WORK ORDER: Transcribe the records in full, keeping every word exactly as given.

[Stored items]
-- -- --
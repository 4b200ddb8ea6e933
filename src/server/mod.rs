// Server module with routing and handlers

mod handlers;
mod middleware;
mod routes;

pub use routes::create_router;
-- -- --
EXERCISE ANSWER:
repository 4b200ddb8ea6e933
filename src/server/mod.rs
// Server module with routing and handlers

mod handlers;
mod middleware;
mod routes;

pub use routes::create_router;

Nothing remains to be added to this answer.